* **Exercise goal**: Scan the records for the word "text". Copy each line that includes it.

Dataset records
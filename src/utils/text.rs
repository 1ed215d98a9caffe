/// First `max_chars` characters of `text`, never splitting a code point.
pub fn truncate_chars(text: &str, max_chars: usize) -> &str {
    match text.char_indices().nth(max_chars) {
        Some((byte_index, _)) => &text[..byte_index],
        None => text,
    }
}

#[cfg(test)]
mod tests {
    use super::*;

    #[test]
    fn test_truncate_chars() {
        assert_eq!(truncate_chars("Ministerstwo", 4), "Mini");
        assert_eq!(truncate_chars("żółć", 2), "żó");
        assert_eq!(truncate_chars("abc", 10), "abc");
        assert_eq!(truncate_chars("", 3), "");
    }
}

* **Problem solution**:
filename src/utils/text.rs
/// First `max_chars` characters of `text`, never splitting a code point.
pub fn truncate_chars(text: &str, max_chars: usize) -> &str {
    match text.char_indices().nth(max_chars) {
        Some((byte_index, _)) => &text[..byte_index],
        None => text,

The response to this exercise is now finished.